The main scripts and their usage in detail

All scripts provide a quick help on their usage with the option -h. More details can be found in the form of comments in the code. The principles, options and aims are explained here as follows.

xml2standoff

Parses an XML file, creating two files with the same base name and the extensions .txt and .json. The first one contains all plain text contents extracted from the XML elements, the second one is a JSON array containing a list of all XML element spans (incl. XML comments and processing instructions) and their position/ranges corresponding to the extracted plain text. The plain text will also include all whitespace within and in-between the XML elements.
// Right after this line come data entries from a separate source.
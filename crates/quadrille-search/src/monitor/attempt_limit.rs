// Copyright (c) 2025 Felix Kahle.
//
// Permission is hereby granted, free of charge, to any person obtaining
// a copy of this software and associated documentation files (the
// "Software"), to deal in the Software without restriction, including
// without limitation the rights to use, copy, modify, merge, publish,
// distribute, sublicense, and/or sell copies of the Software, and to
// permit persons to whom the Software is furnished to do so, subject to
// the following conditions:
//
// The above copyright notice and this permission notice shall be
// included in all copies or substantial portions of the Software.
//
// THE SOFTWARE IS PROVIDED "AS IS", WITHOUT WARRANTY OF ANY KIND,
// EXPRESS OR IMPLIED, INCLUDING BUT NOT LIMITED TO THE WARRANTIES OF
// MERCHANTABILITY, FITNESS FOR A PARTICULAR PURPOSE AND
// NONINFRINGEMENT. IN NO EVENT SHALL THE AUTHORS OR COPYRIGHT HOLDERS BE
// LIABLE FOR ANY CLAIM, DAMAGES OR OTHER LIABILITY, WHETHER IN AN ACTION
// OF CONTRACT, TORT OR OTHERWISE, ARISING FROM, OUT OF OR IN CONNECTION
// WITH THE SOFTWARE OR THE USE OR OTHER DEALINGS IN THE SOFTWARE.

use crate::monitor::search_monitor::{Attempt, SearchCommand, SearchMonitor};
use crate::stats::SearchStatistics;
use quadrille_model::{placement::Placement, square::Square};

/// Terminates the search after a fixed number of randomized attempts.
///
/// The fallback attempt is not counted.
#[derive(Debug, Clone, PartialEq, Eq)]
pub struct AttemptLimitMonitor {
    attempt_limit: u64,
    attempts: u64,
}

impl AttemptLimitMonitor {
    #[inline]
    pub fn new(attempt_limit: u64) -> Self {
        Self {
            attempt_limit,
            attempts: 0,
        }
    }

    #[inline]
    pub fn attempt_limit(&self) -> u64 {
        self.attempt_limit
    }

    #[inline]
    pub fn attempts(&self) -> u64 {
        self.attempts
    }
}

impl SearchMonitor for AttemptLimitMonitor {
    fn name(&self) -> &str {
        "AttemptLimitMonitor"
    }

    fn on_enter_search(&mut self, _side_length: usize, _squares: &[Square]) {
        self.attempts = 0;
    }

    #[inline]
    fn on_attempt(&mut self, attempt: &Attempt) {
        if !attempt.fallback {
            self.attempts = self.attempts.saturating_add(1);
        }
    }

    fn on_placement_found(&mut self, _placement: &Placement) {}

    fn on_exit_search(&mut self, _statistics: &SearchStatistics) {}

    #[inline]
    fn search_command(&self) -> SearchCommand {
        if self.attempts >= self.attempt_limit {
            return SearchCommand::Terminate(format!(
                "attempt limit of {} reached",
                self.attempt_limit
            ));
        }
        SearchCommand::Continue
    }
}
By default, the text extraction is purely mechanical: everything between < and > is separated into the mark-up description and all the rest is extracted into the plain text file, including all whitespace, linebreaks between the elements, aso. However, in many cases, a context aware extraction is more desirable:

  • the XML source may conatain metadata in the form of text contents, which are not meant to be analyzed (e.g. TEI header)
  • the source may contain other elements or text fragments that should not be analyzed (with the same analyzer) as the rest of the text (e.g. TEI <foreign> elements)
  • the tagger should not try to create spans (sentences or even tokens) crossing boundaries of some basic text units (usually paragraphs); in the XML format, these text units are delimited by XML tags, but those are removed by the extraction of plain text contents; taggers usually respect line breaks as hard text element boundaries which should not be crossed under any circumstances (or they can be forced to respect them), but the XML may not necessarily always contain line breaks between the text elements, so that any separation of the text elements disappears when the XML tags are removed (e.g. an XML fragment such as <p>First paragraph.</p><p>Second paragraph.</p> would result into plain text contents in the form: First paragraph.Second paragraph.)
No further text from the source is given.